L: And how do you then transition back to the city?

C: I think coming from the country to the city, I try to incorporate any way I can to soften the blow of coming back from that softness I want to harness as much as possible. Like driving at “off” hours just to be nicer to myself. Or when taking the train, I keep an awareness that these places hold portals into other worlds and prepare myself for where I am going to be next, like mentally preparing for Penn station haha. It’s harder when coming from the country to the city. But maintaining some of that softness is the good challenge. Like taking along a piece of the country. - Often in the way of food, bringing something green from the farmers market, but sometimes in the winter I accidentally wear my “upstate jacket” down to the city, and that’s something nice too- an item holding a charge of being in the trees. I am trying to not think about the places as too separate. Like, okay I am this person here and this person there, but I am the same person.

L:Yes, so often it would be wonderful to just be able to just snap our fingers and be somewhere else, but these transitional periods of time during traveling states can actually be so necessary - to be able to prepare ourselves, using the in-between stages to transition.

C: Completely! Like really appreciating being on a plane for the very same reason. - That heightened experience that I can only be right here in this tin box transporting me to another world. It is a good meditative time to think about where you have been and where you are going. Letting the transitioning moment be an important ceremony. We are so lucky also, to have nature so close to New York City, two hours on the train and boom! What a gift. 

Longview: Looking back in time a little, do you have an early memory of being in a garden or around plants?

Colleen: Growing up in Baltimore there was this wealthy man named Harvey Ladew, and he had an estate with a very beautiful home and extraordinary gardens full of topiaries. He traveled the world to see all these gardens that he had people recreate in his gardens. What stuck with me as a young person - my first exposure to something that felt worldly in a sense - it felt magical because it was taken care of. The land was considered and shaped consciously around the transitions, taking you from an English garden to a Japanese teahouse, or you would go down a path to a poet’s den, or through a portal to a space where an ensemble could play. That became a really special place to go with my dad, it became something we would do on “his weekend” with us. It felt so special to be in this place and we made a connection to it, revisiting and watching its growth. It was a mixture of experiencing preservation and seeing what that really can look like for land, but also how a person who had made something like that kept it open for the public, sharing his vision to enjoy this considered nature space.

L: Was your dad passionate about gardens then?

C: In a sense. After my parents divorced and we spent concentrated time with my dad, he had the challenge of figuring out how to spend time with these two little girls basically. Visiting the gardens happened to be something that we all genuinely loved. It felt special, like going abroad for a couple of hours. - It really took us out of our day-to-day. But maybe it did inspire him, because later in life him and his wife bought an old nursery that had fallen into disrepair, and the two of them rehabilitated all these special holly trees there. So maybe there was some inspiration from our weekend ritual of going to the garden and being somewhere that was so truly cared for.
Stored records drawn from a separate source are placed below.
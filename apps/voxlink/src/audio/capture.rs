//! Audio capture from microphone using cpal.

use std::sync::atomic::{AtomicBool, Ordering};
use std::sync::{mpsc as std_mpsc, Arc};
use std::thread;

use async_trait::async_trait;
use cpal::traits::{DeviceTrait, HostTrait, StreamTrait};
use cpal::{Device, Host, SampleFormat, Stream, StreamConfig};
use tokio::sync::{mpsc, oneshot};
use tracing::{debug, error, info, warn};

use voxlink_protocol::PcmFrame;
use voxlink_voice::{CaptureConstraints, CaptureSource, MediaAccessError, MediaDevices};

use super::{
    downmix, to_i16, AudioDevice, AudioError, AudioResult, RateConverter, CAPTURE_CHUNK_MS,
};

/// Microphones of the default cpal host.
///
/// cpal streams are not `Send`, so every capture owns a thread that builds
/// the stream and keeps it alive until stopped.
pub struct CpalDevices {
    device_id: Option<String>,
}

impl CpalDevices {
    /// Capture from the default input device, or the named one
    pub fn new(device_id: Option<String>) -> Self {
        Self { device_id }
    }

    /// List available input devices
    pub fn list_devices() -> AudioResult<Vec<AudioDevice>> {
        let host = cpal::default_host();
        let default_device_name = host.default_input_device().and_then(|d| d.name().ok());

        let devices = host
            .input_devices()
            .map_err(|e| AudioError::Init(format!("Failed to enumerate devices: {e}")))?;

        let mut result = Vec::new();
        for device in devices {
            if let Ok(name) = device.name() {
                let is_default = default_device_name.as_ref() == Some(&name);
                result.push(AudioDevice {
                    id: name.clone(),
                    name,
                    is_default,
                });
            }
        }

        Ok(result)
    }
}

impl From<AudioError> for MediaAccessError {
    fn from(e: AudioError) -> Self {
        match e {
            AudioError::DeviceNotFound(name) => MediaAccessError::NoDevice(name),
            other => MediaAccessError::Device(other.to_string()),
        }
    }
}

#[async_trait]
impl MediaDevices for CpalDevices {
    async fn open_microphone(
        &self,
        constraints: CaptureConstraints,
    ) -> Result<Box<dyn CaptureSource>, MediaAccessError> {
        if constraints.echo_cancellation || constraints.noise_suppression {
            debug!("Capture processing is not available through cpal, capturing raw audio");
        }

        let (frame_tx, frame_rx) = mpsc::unbounded_channel();
        let (ready_tx, ready_rx) = oneshot::channel();
        let (stop_tx, stop_rx) = std_mpsc::channel::<()>();
        let running = Arc::new(AtomicBool::new(true));

        let device_id = self.device_id.clone();
        let thread_running = running.clone();
        thread::Builder::new()
            .name("voxlink-capture".into())
            .spawn(move || {
                let stream =
                    match AudioCapture::start(device_id.as_deref(), constraints, frame_tx, thread_running)
                    {
                        Ok((stream, label)) => {
                            let _ = ready_tx.send(Ok(label));
                            stream
                        }
                        Err(e) => {
                            let _ = ready_tx.send(Err(e));
                            return;
                        }
                    };
                // Blocks until stop() or the source is dropped
                let _ = stop_rx.recv();
                drop(stream);
                info!("Audio capture stopped");
            })
            .map_err(|e| MediaAccessError::Device(format!("Failed to spawn capture thread: {e}")))?;

        let label = ready_rx
            .await
            .map_err(|_| MediaAccessError::Device("Capture thread exited".into()))??;

        Ok(Box::new(CpalSource {
            label,
            frames: Some(frame_rx),
            running,
            stop: Some(stop_tx),
        }))
    }
}

struct CpalSource {
    label: String,
    frames: Option<mpsc::UnboundedReceiver<PcmFrame>>,
    running: Arc<AtomicBool>,
    stop: Option<std_mpsc::Sender<()>>,
}

impl CaptureSource for CpalSource {
    fn take_frames(&mut self) -> Option<mpsc::UnboundedReceiver<PcmFrame>> {
        self.frames.take()
    }

    fn stop(&mut self) {
        self.running.store(false, Ordering::Relaxed);
        if let Some(stop) = self.stop.take() {
            let _ = stop.send(());
        }
    }

    fn label(&self) -> String {
        self.label.clone()
    }
}

impl Drop for CpalSource {
    fn drop(&mut self) {
        self.stop();
    }
}

/// Stream construction, run on the capture thread
struct AudioCapture;

impl AudioCapture {
    fn start(
        device_id: Option<&str>,
        constraints: CaptureConstraints,
        frame_tx: mpsc::UnboundedSender<PcmFrame>,
        running: Arc<AtomicBool>,
    ) -> Result<(Stream, String), MediaAccessError> {
        let host = cpal::default_host();

        let device = match device_id {
            Some(id) => Self::find_device(&host, id)?,
            None => host
                .default_input_device()
                .ok_or_else(|| AudioError::DeviceNotFound("No default input device".into()))?,
        };

        let device_name = device.name().unwrap_or_else(|_| "Unknown".into());
        info!("Starting audio capture on: {}", device_name);

        let supported_config = device
            .default_input_config()
            .map_err(|e| AudioError::Init(format!("Failed to get input config: {e}")))?;

        let sample_format = supported_config.sample_format();
        let config: StreamConfig = supported_config.into();
        let input_sample_rate = config.sample_rate.0;
        let input_channels = config.channels as usize;

        debug!(
            "Input config: {} Hz, {} channels, {:?} -> {} Hz",
            input_sample_rate, input_channels, sample_format, constraints.sample_rate
        );

        let resampler = if input_sample_rate != constraints.sample_rate {
            Some(RateConverter::new(input_sample_rate, constraints.sample_rate)?)
        } else {
            None
        };
        let pipeline = CapturePipeline {
            frame_tx,
            running,
            input_channels,
            resampler,
            buffer: Vec::new(),
            chunk: (input_sample_rate / 1000 * CAPTURE_CHUNK_MS) as usize * input_channels,
            output_rate: constraints.sample_rate,
        };

        let stream = match sample_format {
            SampleFormat::F32 => Self::build_stream::<f32>(&device, &config, pipeline)?,
            SampleFormat::I16 => Self::build_stream::<i16>(&device, &config, pipeline)?,
            SampleFormat::U16 => Self::build_stream::<u16>(&device, &config, pipeline)?,
            _ => {
                return Err(AudioError::Init(format!(
                    "Unsupported sample format: {:?}",
                    sample_format
                ))
                .into());
            }
        };

        stream
            .play()
            .map_err(|e| AudioError::Stream(format!("Failed to start stream: {e}")))?;

        info!("Audio capture started");
        Ok((stream, device_name))
    }

    fn find_device(host: &Host, device_id: &str) -> AudioResult<Device> {
        let devices = host
            .input_devices()
            .map_err(|e| AudioError::Init(format!("Failed to enumerate devices: {e}")))?;

        for device in devices {
            if let Ok(name) = device.name() {
                if name == device_id {
                    return Ok(device);
                }
            }
        }

        Err(AudioError::DeviceNotFound(device_id.to_string()))
    }

    fn build_stream<T: cpal::Sample + cpal::SizedSample + Send + 'static>(
        device: &Device,
        config: &StreamConfig,
        mut pipeline: CapturePipeline,
    ) -> AudioResult<Stream>
    where
        f32: cpal::FromSample<T>,
    {
        let stream = device
            .build_input_stream(
                config,
                move |data: &[T], _: &cpal::InputCallbackInfo| {
                    if !pipeline.running.load(Ordering::Relaxed) {
                        return;
                    }
                    pipeline
                        .buffer
                        .extend(data.iter().map(|s| -> f32 { cpal::Sample::from_sample(*s) }));
                    pipeline.drain();
                },
                move |err| {
                    error!("Audio capture error: {err}");
                },
                None,
            )
            .map_err(|e| AudioError::StreamBuild(format!("Failed to build stream: {e}")))?;

        Ok(stream)
    }
}

/// Per-stream state moved into the cpal callback
struct CapturePipeline {
    frame_tx: mpsc::UnboundedSender<PcmFrame>,
    running: Arc<AtomicBool>,
    input_channels: usize,
    resampler: Option<RateConverter>,
    buffer: Vec<f32>,
    chunk: usize,
    output_rate: u32,
}

impl CapturePipeline {
    /// Turn buffered device samples into mono frames at the session rate
    fn drain(&mut self) {
        while self.buffer.len() >= self.chunk {
            let raw: Vec<f32> = self.buffer.drain(..self.chunk).collect();
            let mono = downmix(&raw, self.input_channels);

            let samples = match self.resampler.as_mut() {
                Some(r) => match r.process(&mono) {
                    Ok(out) => out,
                    Err(e) => {
                        warn!("Resample error: {e}");
                        continue;
                    }
                },
                None => mono,
            };
            if samples.is_empty() {
                continue;
            }

            let pcm: Vec<i16> = samples.iter().map(|&s| to_i16(s)).collect();
            if self
                .frame_tx
                .send(PcmFrame::new(self.output_rate, 1, pcm))
                .is_err()
            {
                // Receiver dropped, stop capturing
                self.running.store(false, Ordering::Relaxed);
                return;
            }
        }
    }
}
Longview: How would you describe your relationship today with nature / the natural world?

C: When growing up, my mum lived in a valley with a reservoir nearby so I drove in the trees to go home, and my dad moved to the dilapidated nursery. So nature was around, but not anything like the Catskills mountains or the farm country of the Hudson Valley. Living in New York City for 16 years I never felt deprived of nature either. - I think Central Park is amazing, knowing it like the back of my hand from living on the Upper East Side. I always feel surrounded by nature although it’s one of the biggest cities in the world.

But it really does feel like having an escape upstate has enriched my day-to-day experience and knowledge so much. I am just so grateful to be able to go there and have a community and a sense of place there too, that it feels more like a part of me now. It is such a nice extension of my other [city] home with all its reminders of people moving, energy sharing. - All things I love and get a lot out of, but the nature upstate has softened me and allowed some recognition for being a woman, and slightly even domestic. It may be slightly taboo to say that; up there I want to take care of myself and my partner and cook and be domestic in a way that just did not reveal itself while living in the city. And as I get older it is nice to come home to myself in new ways, by exploring New York State essentially - just driving two hours north and I find a whole new side of myself!

L: That is so interesting! And isn’t it incredible how nature does not even have to be out of the city? Parks are such vital treasures. It is such a luxury to get away to hikes or waves, but as humans we are so adaptable that we can get used to finding nature growing up in between cracks in the asphalt, just like we find love in the weirdest places.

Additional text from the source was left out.